I have a similar problem; I have one pandas dataframe and one pandas series:

#storage dataframe
storage_df = pd.DataFrame( { 'name': [ '422', '435' ], 'pmin': [ 5, 2.5 ], 'pmax': [ 8, 7.5 ], 'Tmin': [ 49, 48.1 ], 'Tmax': [ 59.8, 54.9 ] } )
storage_df.index.name = 'storages'

#time basis vector
dimtime = 24 * 4
vectime = pd.Series( np.arange( dimtime ) )
vectime.index.name = 'time'

I want to create a variable in both dimensions:

m = opt.Model()
#variable
content =       m.add_variables( coords = [ storage_df.index, vectime.index ], name = 'content' )
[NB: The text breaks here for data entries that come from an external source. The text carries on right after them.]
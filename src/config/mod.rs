//! Configuration management
//!
//! This module handles loading and managing configuration from
//! TOML files and CLI arguments.

use regex::Regex;
use serde::{Deserialize, Serialize};
use std::fs;
use std::path::Path;
use std::time::Duration;

use crate::core::constants::{defaults, output_formats, timeouts};
use crate::core::error::{DocLinksError, Result};
use crate::core::types::LinkCategory;

#[derive(Debug, Clone, Serialize, Deserialize)]
pub struct Config {
    /// Per-request timeout in seconds for external probes
    pub timeout: Option<u64>,

    /// Report external links as skipped instead of probing them
    pub skip_external: Option<bool>,

    /// Only validate links of these categories
    pub only_categories: Option<Vec<LinkCategory>>,

    /// Attempts per external link, including the first
    pub retry_attempts: Option<u8>,

    /// Minimum delay between requests to the same host in milliseconds
    pub rate_limit_delay: Option<u64>,

    /// Base of the exponential backoff in milliseconds
    pub backoff_base: Option<u64>,

    /// Number of links validated concurrently
    pub concurrency: Option<usize>,

    /// Custom User-Agent header
    pub user_agent: Option<String>,

    /// Target patterns to skip (regex)
    pub exclude_patterns: Option<Vec<String>>,

    /// Extra directory names to skip while walking the tree
    pub ignore_dirs: Option<Vec<String>>,

    /// Also check the `#fragment` of internal links against the target document
    pub check_fragments: Option<bool>,

    /// Output format (text, json, markdown)
    pub output_format: Option<String>,

    /// Enable verbose logging
    pub verbose: Option<bool>,
}

impl Default for Config {
    fn default() -> Self {
        Self {
            timeout: Some(timeouts::DEFAULT_TIMEOUT_SECONDS),
            skip_external: Some(false),
            only_categories: None, // Validate every category
            retry_attempts: Some(defaults::RETRY_ATTEMPTS),
            rate_limit_delay: Some(timeouts::DEFAULT_RATE_LIMIT_MS),
            backoff_base: Some(timeouts::DEFAULT_BACKOFF_BASE_MS),
            concurrency: None, // Will default to CPU core count
            user_agent: None,
            exclude_patterns: None,
            ignore_dirs: None,
            check_fragments: Some(false),
            output_format: Some(output_formats::DEFAULT.to_string()),
            verbose: Some(false),
        }
    }
}

impl Config {
    /// Load configuration from file, falling back to defaults
    pub fn load_from_file<P: AsRef<Path>>(path: P) -> Result<Self> {
        let path = path.as_ref();
        let content = fs::read_to_string(path).map_err(|e| {
            DocLinksError::Config(format!(
                "Could not read config file '{}': {}",
                path.display(),
                e
            ))
        })?;

        let config: Config = toml::from_str(&content).map_err(|e| {
            DocLinksError::Config(format!(
                "Invalid TOML in config file '{}': {}",
                path.display(),
                e
            ))
        })?;

        config.validate()?;
        Ok(config)
    }

    /// Try to find and load a config file in standard locations
    pub fn load_from_standard_locations() -> Self {
        if let Ok(config) = Self::load_from_file(defaults::CONFIG_FILE_NAME) {
            return config;
        }

        // Parent directories (up to 3 levels)
        for i in 1..=3 {
            let path = format!("{}{}", "../".repeat(i), defaults::CONFIG_FILE_NAME);
            if let Ok(config) = Self::load_from_file(&path) {
                return config;
            }
        }

        Self::default()
    }

    /// Merge this config with CLI arguments (CLI takes precedence)
    pub fn merge_with_cli(&mut self, cli_config: &CliConfig) {
        // Core options
        if let Some(timeout) = cli_config.timeout {
            self.timeout = Some(timeout);
        }
        if cli_config.skip_external {
            self.skip_external = Some(true);
        }
        if cli_config.check_fragments {
            self.check_fragments = Some(true);
        }

        // Filtering
        if cli_config.external_only {
            self.only_categories = Some(vec![LinkCategory::External, LinkCategory::Colab]);
        } else if let Some(ref categories) = cli_config.only_categories {
            self.only_categories = Some(categories.clone());
        }
        if let Some(ref exclude_patterns) = cli_config.exclude_patterns {
            self.exclude_patterns = Some(exclude_patterns.clone());
        }
        if let Some(ref ignore_dirs) = cli_config.ignore_dirs {
            self.ignore_dirs = Some(ignore_dirs.clone());
        }

        // Performance & behavior
        if let Some(concurrency) = cli_config.concurrency {
            self.concurrency = Some(concurrency);
        }
        if let Some(retry_attempts) = cli_config.retry_attempts {
            self.retry_attempts = Some(retry_attempts);
        }
        if let Some(rate_limit_delay) = cli_config.rate_limit_delay {
            self.rate_limit_delay = Some(rate_limit_delay);
        }

        // Output & format
        if cli_config.verbose {
            self.verbose = Some(true);
        }
        if let Some(ref output_format) = cli_config.output_format {
            self.output_format = Some(output_format.clone());
        }

        // Network
        if let Some(ref user_agent) = cli_config.user_agent {
            self.user_agent = Some(user_agent.clone());
        }
    }

    /// Compile exclude patterns into regex objects
    pub fn compile_exclude_patterns(&self) -> Result<Vec<Regex>> {
        let mut compiled = Vec::new();
        if let Some(ref patterns) = self.exclude_patterns {
            for pattern in patterns {
                compiled.push(Regex::new(pattern)?);
            }
        }
        Ok(compiled)
    }

    /// Categories to keep after discovery, if filtering is enabled
    pub fn category_filter(&self) -> Option<&[LinkCategory]> {
        self.only_categories.as_deref()
    }

    /// Get timeout as Duration
    pub fn timeout_duration(&self) -> Duration {
        Duration::from_secs(self.timeout.unwrap_or(timeouts::DEFAULT_TIMEOUT_SECONDS))
    }

    /// Get per-host rate limit delay as Duration
    pub fn rate_limit_delay_duration(&self) -> Duration {
        Duration::from_millis(
            self.rate_limit_delay
                .unwrap_or(timeouts::DEFAULT_RATE_LIMIT_MS),
        )
    }

    /// Get backoff base as Duration
    pub fn backoff_base_duration(&self) -> Duration {
        Duration::from_millis(self.backoff_base.unwrap_or(timeouts::DEFAULT_BACKOFF_BASE_MS))
    }

    pub fn retry_attempts(&self) -> u8 {
        self.retry_attempts.unwrap_or(defaults::RETRY_ATTEMPTS).max(1)
    }

    pub fn concurrency(&self) -> usize {
        self.concurrency.unwrap_or_else(num_cpus::get).max(1)
    }

    pub fn skip_external(&self) -> bool {
        self.skip_external.unwrap_or(false)
    }

    pub fn check_fragments(&self) -> bool {
        self.check_fragments.unwrap_or(false)
    }

    /// Validate configuration values
    pub fn validate(&self) -> Result<()> {
        if let Some(timeout) = self.timeout {
            if timeout == 0 {
                return Err(DocLinksError::Config(
                    "Timeout cannot be 0. Expected a positive integer representing seconds."
                        .to_string(),
                ));
            }
            if timeout > timeouts::MAX_TIMEOUT_SECONDS {
                return Err(DocLinksError::Config(format!(
                    "Timeout of {timeout} seconds is extremely large (>24 hours). Consider using a smaller value."
                )));
            }
        }

        if let Some(concurrency) = self.concurrency {
            if concurrency == 0 {
                return Err(DocLinksError::Config(
                    "Concurrency cannot be 0. Expected a positive integer.".to_string(),
                ));
            }
            if concurrency > defaults::MAX_CONCURRENCY {
                return Err(DocLinksError::Config(format!(
                    "Concurrency of {concurrency} is extremely high and may cause system instability. Consider using a smaller value."
                )));
            }
        }

        if let Some(retry) = self.retry_attempts {
            if retry == 0 {
                return Err(DocLinksError::Config(
                    "Retry attempts cannot be 0. At least one attempt is required.".to_string(),
                ));
            }
            if retry > defaults::MAX_RETRY_ATTEMPTS {
                return Err(DocLinksError::Config(format!(
                    "Retry attempts of {retry} is very high and may cause long delays. Consider using a smaller value."
                )));
            }
        }

        if let Some(ref format) = self.output_format
            && !output_formats::ALL.contains(&format.as_str())
        {
            return Err(DocLinksError::Config(format!(
                "Invalid output format '{format}'. Expected one of: {}.",
                output_formats::ALL.join(", ")
            )));
        }

        // Validate exclude patterns by trying to compile them
        self.compile_exclude_patterns()?;

        Ok(())
    }
}

/// Configuration options that can come from CLI
#[derive(Debug, Default)]
pub struct CliConfig {
    // Core options
    pub timeout: Option<u64>,  // --timeout
    pub skip_external: bool,   // --skip-external
    pub check_fragments: bool, // --check-fragments

    // Filtering
    pub external_only: bool,                        // --external-only
    pub only_categories: Option<Vec<LinkCategory>>, // --only
    pub exclude_patterns: Option<Vec<String>>,      // --exclude-pattern
    pub ignore_dirs: Option<Vec<String>>,           // --ignore-dir

    // Performance & behavior
    pub concurrency: Option<usize>,      // --concurrency
    pub retry_attempts: Option<u8>,      // --retry
    pub rate_limit_delay: Option<u64>,   // --rate-limit

    // Output & format
    pub quiet: bool,                   // --quiet
    pub verbose: bool,                 // --verbose
    pub output_format: Option<String>, // --format
    pub no_progress: bool,             // --no-progress

    // Network
    pub user_agent: Option<String>, // --user-agent

    // Configuration
    pub config_file: Option<String>, // --config
    pub no_config: bool,             // --no-config
}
and set constraints in one dimension:

#constraint
m.add_constraints(  content >= storage_df[ 'Tmin' ], name = 'content_low' )

I get the following error message (which makes sense):
ValueError: operands could not be broadcast together with shapes (2,) (2,96)

So my question is how to implement such constraints efficiently?

from linopy.

joga4er avatar joga4er commented on August 25, 2024

To clarify the imports:

import linopy as opt
import numpy as np
import pandas as pd

from linopy.

joga4er avatar joga4er commented on August 25, 2024

Sorry for spaming this issue:

The solution is to multiply the variable with one:

#constraint
m.add_constraints(  content * 1 >= storage_df[ 'Tmin' ], name = 'content_low' )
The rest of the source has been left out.